Way to extract data from lm-object before function is applied?

Question

let me directly dive into an example to show my problem:

 rm(list=ls())
 n <- 100
 df <- data.frame(y=rnorm(n), x1=rnorm(n), x2=rnorm(n) )
 fm <- lm(y ~ x1 + poly(x2, 2), data=df)

Now, I would like to have a look at the previously used data. This is almost available by using

 temp.data <- fm$model

However, x2will have been split up into poly(x2,2), which will itself be a dataframe as it contains a value for x2 and x2^2. Note that it may seem as if x2 is contained here, but since the polynomal uses orthogonal components, temp.data$x2 is not the same as df$x2. This can also be seen if you compare the variables visually after, say, the following: new.dat <- cbind(df, fm$model).

Now, to some questions:

First, and most importantly, is there a way to retrieve x2 from the lm-object in its original form. Or more generally, if some function f has been applied to some variable in the lm-formula, can the underlying variables be extracted from the lm-object (without doing case-specific math)? Note that I know I could retrieve the data by other means, but I wonder if I can extract it from the lm-object itself.

Second, on a more general note, since I did explicitly not ask for model.matrix(fm), why do I get data that has been manipulated? What is the underlying philosophy behind that? Does anyone know?

Third, the command head(new.dat) shows me that x2 has been split up in two components. What I see when I type View(new.dat) is, however, only one column. This strikes me as puzzling and mindboggling. How can two colums be represented as one, and why is there a difference between head and View? If anyone can explain, I would be highly indebted!

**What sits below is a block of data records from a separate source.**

//! Network-facing relay endpoint.
//!
//! Accepts WebSocket connections at `/ws`. The first frame must be a
//! [`Handshake`]; a rejected credential gets a negative reply and the
//! connection is closed before any subscriber state exists.

use std::sync::Arc;
use std::time::Duration;

use axum::{
    extract::ws::{Message as WsMessage, WebSocket, WebSocketUpgrade},
    extract::State,
    response::IntoResponse,
    routing::get,
    Router as HttpRouter,
};
use futures_util::{SinkExt, StreamExt};
use tokio::net::TcpListener;
use tokio::sync::broadcast;
use tokio::time::{interval, timeout, MissedTickBehavior};
use tracing::{debug, info, warn};

use crate::auth::AuthGate;
use crate::message::{decode, encode, Handshake, HandshakeReply, Message};
use crate::router::Router;
use crate::NetworkError;

#[derive(Clone, Debug)]
pub struct WsBrokerConfig {
    /// Largest inbound message accepted from a client.
    pub max_message_size: usize,
    pub write_buffer_size: usize,
    /// Interval between server pings.
    pub ping_wait: Duration,
    /// Longest silence tolerated from a client.
    pub read_wait: Duration,
    /// Bound on a single frame write.
    pub write_wait: Duration,
}

impl Default for WsBrokerConfig {
    fn default() -> Self {
        Self {
            max_message_size: 16 << 20,
            write_buffer_size: 4096,
            ping_wait: Duration::from_secs(30),
            read_wait: Duration::from_secs(60),
            write_wait: Duration::from_secs(10),
        }
    }
}

struct BrokerState {
    router: Arc<Router>,
    gate: Arc<AuthGate>,
    config: WsBrokerConfig,
}

pub struct WsBroker {
    state: Arc<BrokerState>,
}

impl WsBroker {
    pub fn new(router: Arc<Router>, gate: Arc<AuthGate>, config: WsBrokerConfig) -> Self {
        Self {
            state: Arc::new(BrokerState {
                router,
                gate,
                config,
            }),
        }
    }

    /// Bind the listening socket. Failure here is a startup error.
    pub async fn bind(addr: &str) -> Result<TcpListener, NetworkError> {
        TcpListener::bind(addr).await.map_err(|e| NetworkError::Bind {
            addr: addr.to_string(),
            reason: e.to_string(),
        })
    }

    pub fn app(&self) -> HttpRouter {
        HttpRouter::new()
            .route("/ws", get(ws_handler))
            .with_state(Arc::clone(&self.state))
    }

    /// Serve connections until shutdown is signalled.
    pub async fn serve(
        self,
        listener: TcpListener,
        mut shutdown: broadcast::Receiver<()>,
    ) -> Result<(), NetworkError> {
        if let Ok(addr) = listener.local_addr() {
            info!(%addr, "relay listening");
        }
        axum::serve(listener, self.app())
            .with_graceful_shutdown(async move {
                let _ = shutdown.recv().await;
            })
            .await
            .map_err(|e| NetworkError::Io(e.to_string()))
    }
}

async fn ws_handler(
    ws: WebSocketUpgrade,
    State(state): State<Arc<BrokerState>>,
) -> impl IntoResponse {
    ws.max_message_size(state.config.max_message_size)
        .write_buffer_size(state.config.write_buffer_size)
        .on_upgrade(move |socket| handle_socket(socket, state))
}

async fn read_handshake(socket: &mut WebSocket, wait: Duration) -> Result<Handshake, NetworkError> {
    loop {
        let frame = timeout(wait, socket.recv())
            .await
            .map_err(|_| NetworkError::Timeout("handshake"))?;
        match frame {
            Some(Ok(WsMessage::Binary(bytes))) => return decode(&bytes),
            Some(Ok(WsMessage::Ping(_) | WsMessage::Pong(_))) => continue,
            Some(Ok(_)) => return Err(NetworkError::Protocol("expected binary handshake".into())),
            Some(Err(e)) => return Err(NetworkError::ConnectionFailed(e.to_string())),
            None => return Err(NetworkError::Closed),
        }
    }
}

async fn send_reply(socket: &mut WebSocket, accepted: bool, wait: Duration) -> bool {
    let Ok(bytes) = encode(&HandshakeReply { accepted }) else {
        return false;
    };
    matches!(
        timeout(wait, socket.send(WsMessage::Binary(bytes))).await,
        Ok(Ok(()))
    )
}

/// Handle a single relay connection.
///
/// 1. Read and verify the handshake.
/// 2. Register with the router and acknowledge.
/// 3. Forward routed messages out, submit inbound frames to the router.
/// 4. Unregister when either direction ends.
async fn handle_socket(mut socket: WebSocket, state: Arc<BrokerState>) {
    let config = &state.config;
    let handshake = match read_handshake(&mut socket, config.read_wait).await {
        Ok(h) => h,
        Err(e) => {
            debug!(error = %e, "dropping relay connection before handshake");
            return;
        }
    };

    if !state.gate.verify(&handshake.credential) {
        warn!(client_id = %handshake.client_id, "relay authentication rejected");
        send_reply(&mut socket, false, config.write_wait).await;
        let _ = socket.send(WsMessage::Close(None)).await;
        return;
    }

    let sub = state.router.register(&handshake.client_id, &handshake.topics);
    if !send_reply(&mut socket, true, config.write_wait).await {
        state.router.unregister(sub.id);
        return;
    }
    info!(client_id = %handshake.client_id, topics = ?handshake.topics, "relay subscriber joined");

    let (mut ws_sender, mut ws_receiver) = socket.split();
    let mut rx = sub.rx;
    let ping_wait = config.ping_wait;
    let write_wait = config.write_wait;

    let writer = tokio::spawn(async move {
        let mut ping = interval(ping_wait);
        ping.set_missed_tick_behavior(MissedTickBehavior::Delay);
        ping.tick().await;
        loop {
            let frame = tokio::select! {
                msg = rx.recv() => match msg {
                    Some(msg) => match encode(&msg) {
                        Ok(bytes) => WsMessage::Binary(bytes),
                        Err(e) => {
                            warn!(error = %e, "cannot encode routed message");
                            continue;
                        }
                    },
                    None => break,
                },
                _ = ping.tick() => WsMessage::Ping(Vec::new()),
            };
            match timeout(write_wait, ws_sender.send(frame)).await {
                Ok(Ok(())) => {}
                _ => break,
            }
        }
        let _ = ws_sender.close().await;
    });

    loop {
        let frame = match timeout(config.read_wait, ws_receiver.next()).await {
            Ok(Some(Ok(frame))) => frame,
            Ok(Some(Err(e))) => {
                debug!(error = %e, "relay receive error");
                break;
            }
            Ok(None) => break,
            Err(_) => {
                debug!(client_id = %handshake.client_id, "relay subscriber timed out");
                break;
            }
        };
        match frame {
            WsMessage::Binary(bytes) => match decode::<Message>(&bytes) {
                Ok(mut msg) => {
                    msg.sender.clone_from(&handshake.client_id);
                    if !state.router.submit(sub.id, msg) {
                        warn!("router queue full, dropping inbound message");
                    }
                }
                Err(e) => debug!(error = %e, "dropping malformed relay frame"),
            },
            WsMessage::Close(_) => break,
            _ => {}
        }
    }

    state.router.unregister(sub.id);
    writer.abort();
    info!(client_id = %handshake.client_id, "relay subscriber left");
}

If these questions are too basic, please apologize. In this case, I would appreciate any pointers to relevant manuals where this is explained.

Thanks in advance!

Ben Bolker · Accepted Answer · 2015-07-12T19:04:18.500

Good question, but this is difficult. fm$model is a weird data frame, of a type that would be hard for a user to construct, but which R sometimes generates internally. Check out the first few lines of str(fm$model), which show you that it's a data frame whose third component is an object of class poly with dimensions (100,2) -- i.e. something like a matrix:

## 'data.frame':    100 obs. of  3 variables:
##  $ y          : num  -0.5952 -1.9561 1.8467 -0.2782 -0.0278 ...
##  $ x1         : num  0.423 -1.539 -0.694 0.254 -0.13 ...
##  $ poly(x2, 2): poly [1:100, 1:2] 0.0606 -0.0872 0.0799 -0.1068 -0.0395 ...

If you're still working in the environment from which lm was called in the first place, and if lm was called using the data argument, you can use eval(getCall(fm)$data) to get the original data. If things are being passed in and out of functions, or if someone used lm on independent objects in the environment, you're probably out of luck. If you get in trouble you can try

eval(getCall(fm)$data,environment(formula(fm))

but things rapidly start getting harder.

I don't fully understand the logic of storing the processed model frame rather than the raw data, but I think it has to do with the construction of the terms object for the linear model -- each element in the stored model frame corresponds to an element of the terms object. I don't really understand the distinction between factors -- which are post-processed by model.matrix into sets of columns of dummy variables -- and transformed data (e.g. log(x)) or special objects like polynomial or spline bases ...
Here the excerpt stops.